From coloring books to flash cards, baby journals to stuffed animals, adaptations of Eric Carle’s tissue collage illustrations seem endless. Night & Day Studios has reshaped Carle’s work for the iPad, releasing My Very First App in December 2010. This was the first of the company’s two apps adapting recognizable artwork into children’s games (see Peekaboo Forest, featuring the artwork of Charley Harper).
My Very First App turns images from Carle’s My Very First Books series into matching games. In “Easy” mode, the screen is divided in half; players scroll through sets of images to find corresponding concepts (e.g., purple and grapes). The “Medium” level requires users to flip over cards two at a time and pair images directly (grapes and grapes), while the “Hard” level asks users to pair different but related images (again, purple and grapes) while a narrator explains the relationship between the two.
In virtualizing the real-world card-matching game, Night & Day Studios has eliminated the possibility of lost cards and the necessity for pick-up, and the dimension of matching related but nonidentical images extends the app’s playability.

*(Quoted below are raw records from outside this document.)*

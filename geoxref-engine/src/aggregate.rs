//! Deduplicating accumulator for matched source values.
//!
//! Values keep first-seen order. That order is whatever the store's spatial
//! query yields, so it is store-defined: stable for a given store state, but
//! neither sorted nor guaranteed across stores.

use rustc_hash::FxHashSet;

/// Ordered set of distinct, non-empty strings.
#[derive(Debug, Default, Clone)]
pub struct AggregateBuilder {
    values: Vec<String>,
    seen: FxHashSet<String>,
}

impl AggregateBuilder {
    pub fn new() -> Self {
        Self::default()
    }

    /// Add a value. Empty values and exact duplicates are ignored.
    pub fn add(&mut self, value: &str) {
        if value.is_empty() || self.seen.contains(value) {
            return;
        }
        self.seen.insert(value.to_string());
        self.values.push(value.to_string());
    }

    pub fn is_empty(&self) -> bool {
        self.values.is_empty()
    }

    pub fn len(&self) -> usize {
        self.values.len()
    }

    /// Values in first-seen order.
    pub fn values(&self) -> &[String] {
        &self.values
    }

    pub fn join(&self, separator: &str) -> String {
        self.values.join(separator)
    }
}

#[cfg(test)]
mod tests {
    use super::*;

    #[test]
    fn test_dedup_keeps_first_seen_order() {
        let mut agg = AggregateBuilder::new();
        for v in ["B", "A", "B", "C", "A"] {
            agg.add(v);
        }
        assert_eq!(agg.values(), ["B", "A", "C"]);
        assert_eq!(agg.join(","), "B,A,C");
    }

    #[test]
    fn test_empty_values_ignored() {
        let mut agg = AggregateBuilder::new();
        agg.add("");
        assert!(agg.is_empty());
        assert_eq!(agg.join(","), "");
    }

    #[test]
    fn test_dedup_is_exact_match() {
        let mut agg = AggregateBuilder::new();
        agg.add("a");
        agg.add("A");
        agg.add("a ");
        assert_eq!(agg.len(), 3);
    }
}
//! Job configuration types.
//!
//! Jobs are immutable value objects for the duration of a run. They can be
//! built in code with the `with_*` setters or deserialized from JSON.

use crate::error::Result;
use geoxref_store::SpatialPredicate;
use serde::{Deserialize, Serialize};

fn default_separator() -> String {
    ",".to_string()
}

fn default_predicate() -> SpatialPredicate {
    SpatialPredicate::Crosses
}

fn default_index_field() -> String {
    "index".to_string()
}

fn default_tolerance() -> f64 {
    0.001
}

/// Configuration for a cross-reference run.
///
/// For every target feature, source features satisfying
/// `predicate(target, source)` contribute their `source_field` values to the
/// target's `target_field`.
#[derive(Debug, Clone, PartialEq, Eq, Serialize, Deserialize)]
pub struct CrossReferenceJob {
    /// Collection providing values.
    pub source_collection: String,

    /// Collection receiving values.
    pub target_collection: String,

    /// Field read from matched source features.
    pub source_field: String,

    /// Field written on target features.
    pub target_field: String,

    /// Spatial predicate, evaluated as `target <predicate> source`.
    /// Default: crosses
    #[serde(default = "default_predicate")]
    pub predicate: SpatialPredicate,

    /// Value written to targets without any match. Empty means "write nothing".
    #[serde(default)]
    pub fallback_value: String,

    /// Separator used to join aggregated values.
    /// Default: ","
    #[serde(default = "default_separator")]
    pub separator: String,
}

impl CrossReferenceJob {
    /// Create a job with the default predicate, no fallback and `,` separator.
    pub fn new(
        source_collection: impl Into<String>,
        target_collection: impl Into<String>,
        source_field: impl Into<String>,
        target_field: impl Into<String>,
    ) -> Self {
        Self {
            source_collection: source_collection.into(),
            target_collection: target_collection.into(),
            source_field: source_field.into(),
            target_field: target_field.into(),
            predicate: default_predicate(),
            fallback_value: String::new(),
            separator: default_separator(),
        }
    }

    /// Set the spatial predicate.
    pub fn with_predicate(mut self, predicate: SpatialPredicate) -> Self {
        self.predicate = predicate;
        self
    }

    /// Set the value written to targets without matches.
    pub fn with_fallback(mut self, fallback: impl Into<String>) -> Self {
        self.fallback_value = fallback.into();
        self
    }

    /// Set the separator used to join aggregated values.
    pub fn with_separator(mut self, separator: impl Into<String>) -> Self {
        self.separator = separator.into();
        self
    }

    /// Parse a job from JSON.
    pub fn from_json(json: &str) -> Result<Self> {
        Ok(serde_json::from_str(json)?)
    }
}

/// Attribute equality condition selecting the records a backfill touches.
#[derive(Debug, Clone, PartialEq, Eq, Serialize, Deserialize)]
pub struct FieldCondition {
    pub field: String,
    pub equals: String,
}

/// Configuration for an attribute backfill within one collection.
///
/// Records passing `condition` join the selection; those whose
/// `target_field` is empty receive the value of `source_field`.
#[derive(Debug, Clone, PartialEq, Eq, Serialize, Deserialize)]
pub struct BackfillJob {
    pub collection: String,

    #[serde(default)]
    pub condition: Option<FieldCondition>,

    pub source_field: String,

    pub target_field: String,
}

impl BackfillJob {
    pub fn new(
        collection: impl Into<String>,
        source_field: impl Into<String>,
        target_field: impl Into<String>,
    ) -> Self {
        Self {
            collection: collection.into(),
            condition: None,
            source_field: source_field.into(),
            target_field: target_field.into(),
        }
    }

    /// Restrict the backfill to records whose `field` equals `equals`.
    pub fn with_condition(mut self, field: impl Into<String>, equals: impl Into<String>) -> Self {
        self.condition = Some(FieldCondition {
            field: field.into(),
            equals: equals.into(),
        });
        self
    }
}

/// Configuration for copying every feature of one collection into another,
/// empty, collection.
#[derive(Debug, Clone, PartialEq, Eq, Serialize, Deserialize)]
pub struct CopyJob {
    pub source_collection: String,

    /// Must hold no features when the copy starts.
    pub target_collection: String,
}

impl CopyJob {
    pub fn new(source_collection: impl Into<String>, target_collection: impl Into<String>) -> Self {
        Self {
            source_collection: source_collection.into(),
            target_collection: target_collection.into(),
        }
    }

    /// Parse a job from JSON.
    pub fn from_json(json: &str) -> Result<Self> {
        Ok(serde_json::from_str(json)?)
    }
}

/// Configuration for locating the dangling ends of a line network.
///
/// A line end is dangling when no other feature touches the square of
/// half-width `tolerance` around it. Each line with a dangling end gets its
/// position in collection order written to `index_field`.
#[derive(Debug, Clone, PartialEq, Serialize, Deserialize)]
pub struct EndpointJob {
    pub collection: String,

    /// Field receiving the feature's traversal position.
    /// Default: "index"
    #[serde(default = "default_index_field")]
    pub index_field: String,

    /// Half-width of the search square around each line end.
    /// Default: 0.001
    #[serde(default = "default_tolerance")]
    pub tolerance: f64,
}

impl EndpointJob {
    pub fn new(collection: impl Into<String>) -> Self {
        Self {
            collection: collection.into(),
            index_field: default_index_field(),
            tolerance: default_tolerance(),
        }
    }

    pub fn with_index_field(mut self, field: impl Into<String>) -> Self {
        self.index_field = field.into();
        self
    }

    pub fn with_tolerance(mut self, tolerance: f64) -> Self {
        self.tolerance = tolerance;
        self
    }

    /// Parse a job from JSON.
    pub fn from_json(json: &str) -> Result<Self> {
        Ok(serde_json::from_str(json)?)
    }
}
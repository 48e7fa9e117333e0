//! Dangling line ends in a line network.
//!
//! Two passes over one collection:
//!
//! ```text
//! read cursor (collection order, position counts every feature)
//!        │  line start touched only by itself? else line end?
//!        ▼
//! DanglingLine { id, index, end }
//!        │
//!        ▼
//! EditSession + update cursor ──► index field (only where empty)
//! ```
//!
//! An end is "touched" by every feature intersecting the square of
//! half-width `tolerance` around it, the line itself included. A count of one
//! means nothing else reaches that end.

use crate::config::EndpointJob;
use crate::error::{Result, ValidationError};
use crate::field::FieldAccessor;
use crate::session::EditSession;
use geo_types::{Coord, Geometry, Rect};
use geoxref_store::{CollectionId, FeatureId, FeatureStore, QueryFilter, SpatialPredicate};
use rustc_hash::FxHashMap;
use serde::Serialize;

/// Which end of a line was found dangling.
#[derive(Debug, Clone, Copy, PartialEq, Eq, Serialize)]
#[serde(rename_all = "lowercase")]
pub enum LineEnd {
    Start,
    End,
}

/// A line with a dangling end.
#[derive(Debug, Clone, Copy, PartialEq, Eq, Serialize)]
pub struct DanglingLine {
    pub id: FeatureId,
    /// Position of the feature in collection order, counting non-line features.
    pub index: usize,
    pub end: LineEnd,
}

/// Outcome of an endpoint run.
#[derive(Debug, Clone, Default, PartialEq, Eq, Serialize)]
pub struct EndpointReport {
    /// One entry per line with a dangling end, in collection order.
    pub dangling: Vec<DanglingLine>,

    /// Lines whose index field was written.
    pub modified_count: usize,

    /// Dangling lines whose index field already held a value.
    pub already_set: usize,

    /// Features that are not lines, or whose shape could not be parsed.
    pub skipped_features: usize,
}

/// First and last vertex of a line-like shape.
fn line_ends(geom: &Geometry<f64>) -> Option<(Coord<f64>, Coord<f64>)> {
    match geom {
        Geometry::Line(line) => Some((line.start, line.end)),
        Geometry::LineString(ls) => Some((*ls.0.first()?, *ls.0.last()?)),
        Geometry::MultiLineString(mls) => {
            Some((*mls.0.first()?.0.first()?, *mls.0.last()?.0.last()?))
        }
        _ => None,
    }
}

fn window(point: Coord<f64>, tolerance: f64) -> Geometry<f64> {
    let min = Coord {
        x: point.x - tolerance,
        y: point.y - tolerance,
    };
    let max = Coord {
        x: point.x + tolerance,
        y: point.y + tolerance,
    };
    Geometry::Polygon(Rect::new(min, max).to_polygon())
}

/// Finds lines with a dangling end and records their position.
pub struct EndpointIndexer<'s, S: FeatureStore + ?Sized> {
    store: &'s S,
}

impl<'s, S: FeatureStore + ?Sized> EndpointIndexer<'s, S> {
    pub fn new(store: &'s S) -> Self {
        Self { store }
    }

    pub fn run(&self, job: &EndpointJob) -> Result<EndpointReport> {
        let span = tracing::info_span!("endpoints", collection = %job.collection);
        let _guard = span.enter();

        let collection = self
            .store
            .collection(&job.collection)
            .ok_or_else(|| ValidationError::CollectionNotFound(job.collection.clone()))?;
        let index_field = FieldAccessor::resolve(self.store, collection, &job.index_field)?;

        let mut report = self.find_dangling(collection, job.tolerance)?;
        let positions: FxHashMap<FeatureId, usize> = report
            .dangling
            .iter()
            .map(|line| (line.id, line.index))
            .collect();

        let session = EditSession::begin(self.store)?;
        {
            let mut cursor = self.store.update(collection, &QueryFilter::all())?;
            while let Some(mut feature) = cursor.next_feature()? {
                let Some(&index) = positions.get(&feature.id()) else {
                    continue;
                };
                if !index_field.is_empty(&feature) {
                    report.already_set += 1;
                    continue;
                }
                index_field.write_count(&mut feature, index);
                cursor.update_feature(&feature)?;
                report.modified_count += 1;
            }
        }
        session.commit()?;

        tracing::info!(
            dangling = report.dangling.len(),
            modified = report.modified_count,
            skipped = report.skipped_features,
            "endpoint indexing completed"
        );
        Ok(report)
    }

    /// Read-only pass: collect every line with a dangling start or end.
    pub fn find_dangling(&self, collection: CollectionId, tolerance: f64) -> Result<EndpointReport> {
        let mut report = EndpointReport::default();
        let mut cursor = self.store.search(collection, &QueryFilter::all())?;
        let mut position = 0usize;

        while let Some(feature) = cursor.next_feature()? {
            let index = position;
            position += 1;

            let ends = match feature.geometry() {
                Ok(geom) => line_ends(&geom),
                Err(error) => {
                    tracing::warn!(feature_id = feature.id(), error = %error, "skipping feature");
                    report.skipped_features += 1;
                    continue;
                }
            };
            let Some((start, end)) = ends else {
                tracing::warn!(feature_id = feature.id(), "not a line feature");
                report.skipped_features += 1;
                continue;
            };

            let dangling_end = if self.touching(collection, start, tolerance)? <= 1 {
                Some(LineEnd::Start)
            } else if self.touching(collection, end, tolerance)? <= 1 {
                Some(LineEnd::End)
            } else {
                None
            };

            if let Some(end) = dangling_end {
                tracing::debug!(feature_id = feature.id(), index, ?end, "dangling line end");
                report.dangling.push(DanglingLine {
                    id: feature.id(),
                    index,
                    end,
                });
            }
        }
        Ok(report)
    }

    /// Features touching the window around `point`, counted up to two.
    fn touching(&self, collection: CollectionId, point: Coord<f64>, tolerance: f64) -> Result<usize> {
        let filter = QueryFilter::spatial(window(point, tolerance), SpatialPredicate::Intersects);
        let mut cursor = self.store.search(collection, &filter)?;
        let mut count = 0;
        while count < 2 && cursor.next_feature()?.is_some() {
            count += 1;
        }
        Ok(count)
    }
}
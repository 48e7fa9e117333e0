//! Feature records, attribute values and collection schemas.

use crate::error::GeometryError;
use crate::geometry::parse_feature_shape;
use geo_types::Geometry;
use serde::{Deserialize, Serialize};
use std::borrow::Cow;
use std::fmt;
use std::sync::Arc;

/// Stable feature identifier, unique within its collection.
pub type FeatureId = u64;

/// Attribute value stored on a feature.
#[derive(Debug, Clone, PartialEq, Default, Serialize, Deserialize)]
#[serde(untagged)]
pub enum FieldValue {
    #[default]
    Null,
    Text(String),
    Number(f64),
}

impl FieldValue {
    /// Check for the store null sentinel.
    pub fn is_null(&self) -> bool {
        matches!(self, FieldValue::Null)
    }

    /// Text form of the value. Null renders as the empty string.
    ///
    /// Integral numbers render without a fractional part, so `210400.0`
    /// compares equal to the text `"210400"`.
    pub fn as_text(&self) -> Cow<'_, str> {
        match self {
            FieldValue::Null => Cow::Borrowed(""),
            FieldValue::Text(s) => Cow::Borrowed(s.as_str()),
            FieldValue::Number(n) => Cow::Owned(format_number(*n)),
        }
    }
}

fn format_number(n: f64) -> String {
    if n.fract() == 0.0 && n.abs() < 1e15 {
        format!("{}", n as i64)
    } else {
        format!("{}", n)
    }
}

impl fmt::Display for FieldValue {
    fn fmt(&self, f: &mut fmt::Formatter<'_>) -> fmt::Result {
        f.write_str(&self.as_text())
    }
}

impl From<&str> for FieldValue {
    fn from(s: &str) -> Self {
        FieldValue::Text(s.to_string())
    }
}

impl From<String> for FieldValue {
    fn from(s: String) -> Self {
        FieldValue::Text(s)
    }
}

impl From<f64> for FieldValue {
    fn from(n: f64) -> Self {
        FieldValue::Number(n)
    }
}

impl From<i64> for FieldValue {
    fn from(n: i64) -> Self {
        FieldValue::Number(n as f64)
    }
}

/// Declared kind of an attribute field.
#[derive(Debug, Clone, Copy, PartialEq, Eq, Serialize, Deserialize)]
#[serde(rename_all = "lowercase")]
pub enum FieldKind {
    Text,
    Number,
}

impl FieldKind {
    /// Check whether a value can be stored in a field of this kind.
    pub fn accepts(&self, value: &FieldValue) -> bool {
        match (self, value) {
            (_, FieldValue::Null) => true,
            (FieldKind::Text, FieldValue::Text(_)) => true,
            (FieldKind::Number, FieldValue::Number(_)) => true,
            _ => false,
        }
    }

    pub fn as_str(&self) -> &'static str {
        match self {
            FieldKind::Text => "text",
            FieldKind::Number => "number",
        }
    }
}

/// Attribute field definition.
#[derive(Debug, Clone, PartialEq, Eq, Serialize, Deserialize)]
pub struct FieldDef {
    pub name: String,
    pub kind: FieldKind,
}

impl FieldDef {
    pub fn text(name: impl Into<String>) -> Self {
        Self {
            name: name.into(),
            kind: FieldKind::Text,
        }
    }

    pub fn number(name: impl Into<String>) -> Self {
        Self {
            name: name.into(),
            kind: FieldKind::Number,
        }
    }
}

/// Position of a field within a collection schema.
///
/// Only meaningful for the schema it was resolved against.
#[derive(Debug, Clone, Copy, PartialEq, Eq, Hash)]
pub struct FieldIndex(usize);

impl FieldIndex {
    pub fn new(index: usize) -> Self {
        Self(index)
    }

    pub fn get(self) -> usize {
        self.0
    }
}

/// Ordered set of attribute fields of a collection.
#[derive(Debug, Clone, Default, PartialEq, Eq, Serialize, Deserialize)]
pub struct Schema {
    fields: Vec<FieldDef>,
}

impl Schema {
    pub fn new(fields: Vec<FieldDef>) -> Self {
        Self { fields }
    }

    /// Find a field by name, ignoring ASCII case.
    pub fn find_field(&self, name: &str) -> Option<FieldIndex> {
        self.fields
            .iter()
            .position(|f| f.name.eq_ignore_ascii_case(name))
            .map(FieldIndex)
    }

    pub fn field(&self, index: FieldIndex) -> Option<&FieldDef> {
        self.fields.get(index.0)
    }

    pub fn fields(&self) -> &[FieldDef] {
        &self.fields
    }

    pub fn len(&self) -> usize {
        self.fields.len()
    }

    pub fn is_empty(&self) -> bool {
        self.fields.is_empty()
    }
}

/// A geometric record: identifier, WKT shape and attribute values.
///
/// Values are positional and line up with the owning collection's schema.
#[derive(Debug, Clone, PartialEq)]
pub struct Feature {
    id: FeatureId,
    wkt: Arc<str>,
    values: Vec<FieldValue>,
}

impl Feature {
    pub fn new(id: FeatureId, wkt: impl Into<Arc<str>>, values: Vec<FieldValue>) -> Self {
        Self {
            id,
            wkt: wkt.into(),
            values,
        }
    }

    pub fn id(&self) -> FeatureId {
        self.id
    }

    /// Stored shape as WKT.
    pub fn wkt(&self) -> &str {
        &self.wkt
    }

    /// Parse the stored shape.
    pub fn geometry(&self) -> Result<Geometry<f64>, GeometryError> {
        parse_feature_shape(self.id, &self.wkt)
    }

    /// Raw value at `index`; out-of-range positions read as null.
    pub fn value(&self, index: FieldIndex) -> &FieldValue {
        const NULL: &FieldValue = &FieldValue::Null;
        self.values.get(index.0).unwrap_or(NULL)
    }

    /// Set the value at `index`, growing the value row if needed.
    pub fn set_value(&mut self, index: FieldIndex, value: FieldValue) {
        if index.0 >= self.values.len() {
            self.values.resize(index.0 + 1, FieldValue::Null);
        }
        self.values[index.0] = value;
    }

    pub fn values(&self) -> &[FieldValue] {
        &self.values
    }

    pub(crate) fn replace_values(&mut self, values: Vec<FieldValue>) -> Vec<FieldValue> {
        std::mem::replace(&mut self.values, values)
    }
}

Though children may quickly tire of matching the color and animal cards that come pre-loaded, there are additional card sets for purchase (but at $1.99 for the app and $.99 for each additional set, this could quickly become one of the pricier apps on your iPad).
From the chewed-through pages of The Very Hungry Caterpillar to the twinkling lights of The Very Lonely Firefly, Eric Carle’s books revel in both whimsy and envelope-pushing. Comparatively, My Very First App is a beautiful but somewhat underwhelming take on a traditional card game — and has lost much of Carle’s magic in the process.